To install Selenium on WIndows, you can use this command and run it on the terminal/ Command Prompt:

**pip install selenium** or for python 3 and above, you can use **pip3 install selenium**

After installing Selenium library, the next step is we have to install browser driver

after that, we can use import to use that library 

In [2]:
import pandas as pd
from bs4 import BeautifulSoup
from selenium import webdriver
from selenium.webdriver.chrome.service import Service
from selenium.webdriver.chrome.options import Options

ModuleNotFoundError: ignored

Setting Up for Selenium

In [None]:
#Link Digimap
main_link = 'https://shopee.co.id/ternakmart#product_list'
s = Service('D:\Ternaknesia\Web Scrapping\chromedriver.exe')

#Customize chrome display
chrome_options = Options()
chrome_options.add_argument('--no-sandbox')
chrome_options.add_argument('disable-notifications')
chrome_options.add_argument('--disable-infobars')


driver = webdriver.Chrome(service=s, options=chrome_options)
driver.get(main_link)

Set Target

In [None]:
html = driver.execute_script("return document.getElementsByTagName('html')[0].innerHTML")
soup = BeautifulSoup(html,"html.parser")

Test Scraping

In [None]:
#Get one product name
product_name = soup.find_all('div', class_='_1sRyv_ _2j2K92 _3j20V6')
product_name[0].get_text()

'Daging Sapi Slice Karubi 500gr | Ternakmart'

In [None]:
#Get one product price
product_price = soup.find_all('div', class_='_3JdP1I _1qxg6T _1NAEoM')
product_price[0].get_text()

'Rp89.250'

In [None]:
#Get one product sold
product_sold = soup.find_all('div', class_='_2Tc7Qg')
product_sold[1].get_text()

'1 Terjual'

Scrap for all product name, product price, product sold in 1 page 

In [None]:
#creating empty list to store data for every product in one page
product_namelist1, product_pricelist1, product_soldlist1 = [], [], []

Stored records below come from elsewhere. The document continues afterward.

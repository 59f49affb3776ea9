//! The landing page of a logged-in user: their notes and their files.

use crate::error::Result;
use crate::models::{FileRef, Note, UserInfo};
use crate::{files, notes, AppContext};

#[derive(Debug, Clone, PartialEq, Eq)]
pub struct Dashboard {
    /// Most recently updated first.
    pub notes: Vec<Note>,
    /// Most recently uploaded first.
    pub files: Vec<FileRef>,
}

pub async fn load(ctx: &AppContext, user: &UserInfo) -> Result<Dashboard> {
    let (notes, files) = tokio::try_join!(notes::list(ctx, user), files::list(ctx, user))?;
    Ok(Dashboard { notes, files })
}
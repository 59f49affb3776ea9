//! Database connection pool and schema migrations.

use std::time::Duration;

use sqlx::migrate::{MigrateError, Migrator};
use sqlx::postgres::PgPoolOptions;
use sqlx::PgPool;

use crate::settings;

static MIGRATOR: Migrator = sqlx::migrate!("./migrations");

/// Open a connection pool for the configured database.
pub async fn connect(database: &settings::Database) -> Result<PgPool, sqlx::Error> {
    PgPoolOptions::new()
        .max_connections(database.max_connections)
        .acquire_timeout(Duration::from_secs(5))
        .connect(&database.url)
        .await
}

/// Apply pending migrations from `packages/api/migrations`.
pub async fn migrate(pool: &PgPool) -> Result<(), MigrateError> {
    MIGRATOR.run(pool).await
}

#creating looping for every product name
for i in soup.find_all('div', class_='_1sRyv_ _2j2K92 _3j20V6'):
    product_namelist1.append(i.text)

#creating looping for every product price
for i in soup.find_all('div', class_='_3JdP1I _1qxg6T _1NAEoM'):
    product_pricelist1.append(i.text)

#creating looping for every product sold
for i in soup.find_all('div', class_='_2Tc7Qg'):
    product_soldlist1.append(i.text)

In [None]:
#executing
print(product_namelist1)
print(product_pricelist1)
print(product_soldlist1)


['Daging Sapi Slice Karubi 500gr | Ternakmart', 'Daging Sapi Lidah Slice / Gyutan 500gr | Ternakmart', 'Daging Sapi Slice Bulgogi 250gr | Ternakmart', 'Daging Sapi Slice Gyuniku 250gr | Ternakmart', 'Daging Sapi Slice Tenderloin 500gr | Ternakmart', 'Daging Sapi Slice Premium / Yoshinoya 500gr | Ternakmart', 'Fillet Paha Ayam/ Boneless Paha Ayam/ Paha Ayam Tanpa Tulang 500gr | Ternakmart', 'Telur Ayam Negeri 1 Pack (Isi 15 Butir)  | Ternakmart', 'Daging Ayam Kulit Ayam 1 kg | Ternakmart', 'Salmon Fillet Premium / ONS  | Ternakmart', 'Daging Sapi Sirloin / Has Luar 250gr | Ternakmart', 'Daging Ayam Sayap/Chicken Wings 500gr | Ternakmart', 'Daging Sapi Giling Premium / Minced Beef Meat 1 kg | Ternakmart', 'Ceker Ayam / Kaki Ayam 500gr | Ternakmart', 'Daging Ayam Paha Bawah / Drumstick 1kg | Ternakmart', 'Tenderloin / Has Dalam Daging Sapi / Steak Daging Sapi 250gr | Ternakmart', 'Dori Fillet 500Gr  | Ternakmart', 'Kornet Daging Sapi / Cornet Corned Beef Tornado | Ternakmart', 'Inofu Tahu

Scrap for all product name, product price, product sold for more pages

In [None]:
#Many Pages
product_namelist, product_pricelist, product_soldlist, store_location = [], [], [], []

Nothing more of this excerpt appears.